Background: Alzheimer’s disease (AD) remains the most prevalent cause of dementia, yet no existing treatment effectively prevents its onset. Current therapies primarily aim to slow disease progression or manage symptoms, leaving a critical gap in preventive strategies. Recent findings suggest that ultra-low-dose tetrahydrocannabinol (ULD-THC) may exert neuroprotective effects without the adverse consequences associated with chronic THC use. This study investigates whether preventive ULD-THC treatment can mitigate neuroinflammation and early cognitive decline in the 5xFAD mouse model of AD, with a specific focus on sex differences in treatment response. Methods: Male and female 5xFAD mice received monthly ULD-THC injections from 3 to 5 months of age, before significant pathology emerged. At 6 months, behavioral assessments were conducted, followed by molecular analyses of hippocampal and prefrontal cortex (PFC) tissue. Results: Results indicated that ULD-THC attuned AD-related cognitive decline in both males and females, with sex-specific neuroinflammatory responses.
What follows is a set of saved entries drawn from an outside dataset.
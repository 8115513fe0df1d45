// ABOUTME: Video prompt route handler
// ABOUTME: Builds a cooking video prompt and submits it when a video API key is configured
//
// SPDX-License-Identifier: MIT OR Apache-2.0
// Copyright (c) 2025 Recipe Finder Contributors

use crate::{errors::AppError, server::ServerResources, video::VideoRequest};
use axum::{
    extract::State,
    response::{IntoResponse, Response},
    routing::post,
    Json, Router,
};
use std::sync::Arc;

/// Video prompt routes
pub struct VideoRoutes;

impl VideoRoutes {
    /// Create video routes
    pub fn routes(resources: Arc<ServerResources>) -> Router {
        Router::new()
            .route("/api/video", post(Self::handle_video))
            .with_state(resources)
    }

    async fn handle_video(
        State(resources): State<Arc<ServerResources>>,
        Json(request): Json<VideoRequest>,
    ) -> Result<Response, AppError> {
        let response = resources.recipes.video(&request).await?;
        Ok(Json(response).into_response())
    }
}
//! A [`UserSyncGateway`] that records every command it receives.

use std::sync::{Arc, Mutex, MutexGuard};

use async_trait::async_trait;

use crate::webhooks::commands::{UserDeleteCommand, UserPatchCommand, UserUpsertCommand};
use crate::webhooks::gateway::{GatewayError, UserSyncGateway};

/// One call made against a [`RecordingGateway`].
#[derive(Debug, Clone, PartialEq, Eq)]
pub enum RecordedCall {
    CreateOrSync(UserUpsertCommand),
    Patch(UserPatchCommand),
    Delete(UserDeleteCommand),
}

/// Test double for the user store.
///
/// Clones share the same call log, so a test can keep one handle and give
/// another to the application.
///
/// # Example
///
/// ```rust,ignore
/// let gateway = RecordingGateway::new();
/// let context = AppContext::builder().with_gateway(Arc::new(gateway.clone())).build()?;
/// // ... drive a request ...
/// assert_eq!(gateway.call_count(), 1);
/// ```
#[derive(Debug, Clone, Default)]
pub struct RecordingGateway {
    calls: Arc<Mutex<Vec<RecordedCall>>>,
    failure: Option<String>,
}

impl RecordingGateway {
    pub fn new() -> Self {
        Self::default()
    }

    /// A gateway that records each call and then fails it as unavailable.
    pub fn failing(message: impl Into<String>) -> Self {
        Self {
            calls: Arc::default(),
            failure: Some(message.into()),
        }
    }

    pub fn calls(&self) -> Vec<RecordedCall> {
        self.lock().clone()
    }

    pub fn call_count(&self) -> usize {
        self.lock().len()
    }

    pub fn last_call(&self) -> Option<RecordedCall> {
        self.lock().last().cloned()
    }

    fn lock(&self) -> MutexGuard<'_, Vec<RecordedCall>> {
        self.calls.lock().unwrap_or_else(|poisoned| poisoned.into_inner())
    }

    fn record(&self, call: RecordedCall) -> Result<(), GatewayError> {
        self.lock().push(call);
        match &self.failure {
            Some(message) => Err(GatewayError::Unavailable(message.clone())),
            None => Ok(()),
        }
    }
}

#[async_trait]
impl UserSyncGateway for RecordingGateway {
    async fn create_or_sync_user(&self, command: UserUpsertCommand) -> Result<(), GatewayError> {
        self.record(RecordedCall::CreateOrSync(command))
    }

    async fn patch_user(&self, command: UserPatchCommand) -> Result<(), GatewayError> {
        self.record(RecordedCall::Patch(command))
    }

    async fn delete_user(&self, command: UserDeleteCommand) -> Result<(), GatewayError> {
        self.record(RecordedCall::Delete(command))
    }
}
Males exhibited reduced hippocampal inflammation, whereas females showed reduced inflammation in the PFC, suggesting distinct neuroprotective mechanisms across sexes. Conclusions: These findings highlight ULD-THC’s potential as a preventive strategy for AD, emphasizing the importance of sex-dependent therapeutic approaches. By attenuating neuroinflammatory processes before cognitive deficits fully manifest, ULD-THC offers a novel, biologically targeted approach to AD prevention. Future research should explore its long-term efficacy and translational potential in clinical settings.